Ich weiß nicht, ob man das als Suche nach Grenzen und sich selbst besser spüren können beschreiben kann.
Es war auch so, dass dieser innere Sog in die Tiefe, also konkret umgesetzt dann in Richtung immer weiterer Abnahme bis man es hinter sich hat, mit immer niedrigeren Gewicht immer stärker geworden ist. Ich war mir damals intuitiv sicher, dass ich etwas Unumkehrbares mache, wenn ich unter 40 kg rutschen sollte:
Noch hatte ich keine bleibenden körperlichen Schäden erlitten und unter 40 kg kommt ja auch schon die nächste Zehnerkette, mit ihrem magischen Reiz: 39, 38, 37, 36 … 30 kg – und evtl. noch die 20er kg-Reihe – quasi die ungekrönte Eliteliga – wenn man bis dahin kommen sollte => ich habe weit eher versagt, so dicht wie mit 40,3 kg bin ich nie wieder an das äh „Ziel der Auflösung“ gekommen.
Noch Jahre später habe ich damit gehadert, das nicht durchgezogen zu haben. … Typisch eben, Zielstrebigkeit war Dank meiner chronischen inneren Ambivalenzen und anderen Hindernissen noch nie meine Stärke.
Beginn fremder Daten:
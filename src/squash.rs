//! Block-content helpers shared by the list and quote rules
//!
//! [`squash`] strips a structural marker from the start of every line of a
//! matched block and drops the block's trailing newlines. [`wrap_list_items`]
//! runs after inline parsing and wraps each non-empty line in `<li>`.

use once_cell::sync::Lazy;
use regex::Regex;

static LIST_ITEM_LINE: Lazy<Regex> = Lazy::new(|| Regex::new(r"(?m)^.+$").unwrap());

/// Remove `marker` from the start of every line, then trim trailing newlines.
///
/// `marker` must be anchored per line, e.g. `(?m)^- *`.
pub fn squash(marker: &Regex, text: &str) -> String {
    let stripped = marker.replace_all(text, "");
    stripped.trim_end_matches('\n').to_string()
}

/// Wrap every non-empty line of already-rendered HTML in a list item.
pub fn wrap_list_items(html: &str) -> String {
    LIST_ITEM_LINE.replace_all(html, "<li>${0}</li>").into_owned()
}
Außerdem hatte ich mir damals an jenem Abend eingebildet, dass mein Herz komisch geschlagen hätte, viel zu langsam. Das ging auch durch das Duschen nicht weg. Naiverweise glaubte ich, möglicherweise nach dem Einschlafen wegen eines Herzstillstandes nicht mehr aufzuwachen, tat es aber natürlich trotzdem am nächsten Tag.
Meine Eltern und mein Hausarzt hatten mir insbesondere wegen des Herzmuskels, der beim Hungern irgendwann auch abgebaut wird, hartnäckig in den Ohren gelegen. Das hatte mich wohl unfreiwillig verunsichert und an akute Herzprobleme glauben lassen an jenem Abend, pah.